‘We’ve created medical refugees.’ LGBTQ+ health care workers fight for gender-affirming care amid rise in anti-trans laws

Jireh Deng | Los Angeles Times (TNS)

LOS ANGELES — Nico Olalia had just finished her initial nurse training in the Philippines when she realized her aspirations were growing bigger than her home archipelago.

“There are a lot of trans Filipinos, but they’re always known in the beauty industry, and they’re very seldom found in the professional side,” Olalia said.

So she moved back to the United States, where she was born, for better career prospects. Today, she is a clinical nurse at Cedars-Sinai, one of the largest hospitals in Southern California, where she assists new hires and cares for patients in the neurology division.

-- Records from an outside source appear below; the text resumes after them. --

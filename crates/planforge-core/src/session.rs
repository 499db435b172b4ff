//! Edit session: the current plan together with its view, history and
//! listeners.
//!
//! This is the glue an editing controller drives. It makes sure every
//! mutation goes through [`PlanSession::edit`], which snapshots the plan
//! before running the edit.

use crate::catalog::{FurnitureCatalog, NoCatalog};
use crate::config::EditorConfig;
use crate::error::{HistoryError, PlanError};
use crate::events::{EventBus, PlanEvent};
use crate::hit_test::{ElementRef, HitTester};
use crate::history::HistoryManager;
use crate::plan::{Plan, ValidationResult, Wall};
use crate::snap::{SnapResult, constrain_line, snap_with_mode};
use crate::viewport::Viewport;
use kurbo::Point;

/// What deleting a wall does to the doors and windows it hosts.
#[derive(Debug, Clone, Copy, PartialEq, Eq, Default)]
pub enum WallDeletePolicy {
    /// Delete only the wall. Its openings dangle until validation reports them.
    #[default]
    LeaveDangling,
    /// Delete the wall's doors and windows with it.
    Cascade,
    /// Refuse to delete a wall that still hosts openings.
    Reject,
}

pub struct PlanSession {
    plan: Plan,
    viewport: Viewport,
    history: HistoryManager,
    events: EventBus,
    config: EditorConfig,
    catalog: Box<dyn FurnitureCatalog>,
}

impl Default for PlanSession {
    fn default() -> Self {
        Self::new(EditorConfig::default())
    }
}

impl PlanSession {
    /// Create a session editing an empty plan.
    pub fn new(config: EditorConfig) -> Self {
        Self {
            plan: Plan::default(),
            viewport: Viewport::default(),
            history: HistoryManager::with_limit(config.history_limit),
            events: EventBus::new(),
            config,
            catalog: Box::new(NoCatalog),
        }
    }

    pub fn with_catalog(mut self, catalog: impl FurnitureCatalog + 'static) -> Self {
        self.catalog = Box::new(catalog);
        self
    }

    pub fn plan(&self) -> &Plan {
        &self.plan
    }

    pub fn viewport(&self) -> &Viewport {
        &self.viewport
    }

    pub fn viewport_mut(&mut self) -> &mut Viewport {
        &mut self.viewport
    }

    pub fn history(&self) -> &HistoryManager {
        &self.history
    }

    pub fn events_mut(&mut self) -> &mut EventBus {
        &mut self.events
    }

    pub fn config(&self) -> &EditorConfig {
        &self.config
    }

    /// Replace the current plan. History from the previous plan is dropped.
    pub fn load_plan(&mut self, plan: Plan) {
        log::info!("Loaded plan {} ({} elements)", plan.id, plan.len());
        self.plan = plan;
        self.history.clear();
        self.events.publish(&PlanEvent::PlanLoaded { plan_id: self.plan.id.clone() });
        self.publish_history();
    }

    /// Parse, migrate and load a JSON document.
    pub fn load_json(&mut self, json: &str) -> Result<(), PlanError> {
        let plan = Plan::from_json(json)?;
        self.load_plan(plan);
        Ok(())
    }

    /// Snapshot the plan, then apply `f` to it.
    pub fn edit<T>(&mut self, f: impl FnOnce(&mut Plan) -> T) -> Result<T, HistoryError> {
        self.history.snapshot(&self.plan)?;
        let result = f(&mut self.plan);
        self.events.publish(&PlanEvent::PlanChanged);
        self.publish_history();
        Ok(result)
    }

    pub fn undo(&mut self) -> Result<bool, HistoryError> {
        let undone = self.history.undo(&mut self.plan)?;
        if undone {
            self.events.publish(&PlanEvent::PlanChanged);
            self.publish_history();
        }
        Ok(undone)
    }

    pub fn redo(&mut self) -> Result<bool, HistoryError> {
        let redone = self.history.redo(&mut self.plan)?;
        if redone {
            self.events.publish(&PlanEvent::PlanChanged);
            self.publish_history();
        }
        Ok(redone)
    }

    /// Element under a world point using the configured tolerances.
    pub fn element_at(&self, world_point: Point, tolerance: Option<f64>) -> Option<ElementRef<'_>> {
        HitTester::new(self.catalog.as_ref())
            .with_tolerances(self.config.hit_tolerances)
            .find_element_at(world_point, &self.plan, tolerance)
    }

    /// Element under a screen point.
    pub fn element_at_screen(&self, screen_point: Point) -> Option<ElementRef<'_>> {
        self.element_at(self.viewport.screen_to_world(screen_point), None)
    }

    /// Snapped world position for a screen point, per the configured snap mode.
    pub fn snap_cursor(&self, screen_point: Point) -> SnapResult {
        let world = self.viewport.screen_to_world(screen_point);
        snap_with_mode(
            world,
            self.config.snap_mode,
            &self.plan.walls,
            self.config.magnetic_threshold,
            self.config.grid_size,
        )
    }

    /// Constrain a line being drawn to the configured angle increment.
    pub fn constrain(&self, start: Point, end: Point) -> Point {
        constrain_line(start, end, self.config.angle_increment_degrees)
    }

    /// Delete a wall, handling its openings per `policy`.
    pub fn delete_wall(
        &mut self,
        wall_id: &str,
        policy: WallDeletePolicy,
    ) -> Result<Wall, PlanError> {
        let index = self
            .plan
            .walls
            .iter()
            .position(|w| w.id == wall_id)
            .ok_or_else(|| PlanError::UnknownWall(wall_id.to_string()))?;

        if policy == WallDeletePolicy::Reject {
            let openings: Vec<String> =
                self.plan.openings_on_wall(wall_id).map(|o| o.id.clone()).collect();
            if !openings.is_empty() {
                return Err(PlanError::WallHasOpenings {
                    wall_id: wall_id.to_string(),
                    openings,
                });
            }
        }

        let wall = self.edit(|plan| {
            let wall = plan.walls.remove(index);
            if policy == WallDeletePolicy::Cascade {
                plan.doors.retain(|d| d.wall_id != wall.id);
                plan.windows.retain(|w| w.wall_id != wall.id);
            }
            wall
        })?;
        Ok(wall)
    }

    /// Validate the current plan, publishing a notification when it fails.
    pub fn validate(&self) -> ValidationResult {
        let result = self.plan.validate();
        if !result.valid {
            self.events.publish(&PlanEvent::ValidationFailed { errors: result.errors.clone() });
        }
        result
    }

    fn publish_history(&self) {
        self.events.publish(&PlanEvent::HistoryChanged {
            can_undo: self.history.can_undo(),
            can_redo: self.history.can_redo(),
        });
    }
}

Olalia feels like it’s a dream come true; her peers and patients respect her and welcome her contributions. It’s a hope shared by a small but growing number of trans and nonbinary health care workers in the U.S.

Yearly surveys of first-year medical students by the Assn. of American Medical Colleges show that the percentage identifying as transgender and gender nonconforming doubled from 0.7% in 2020 to 1.4% in 2023.

These numbers align with the growing LGBTQ+ population in the United States. Today, younger generations are more likely to identify as LGBTQ+ than generations before. A national survey this year found that 28% of Gen Z respondents identified as lesbian, gay, bisexual, transgender or queer.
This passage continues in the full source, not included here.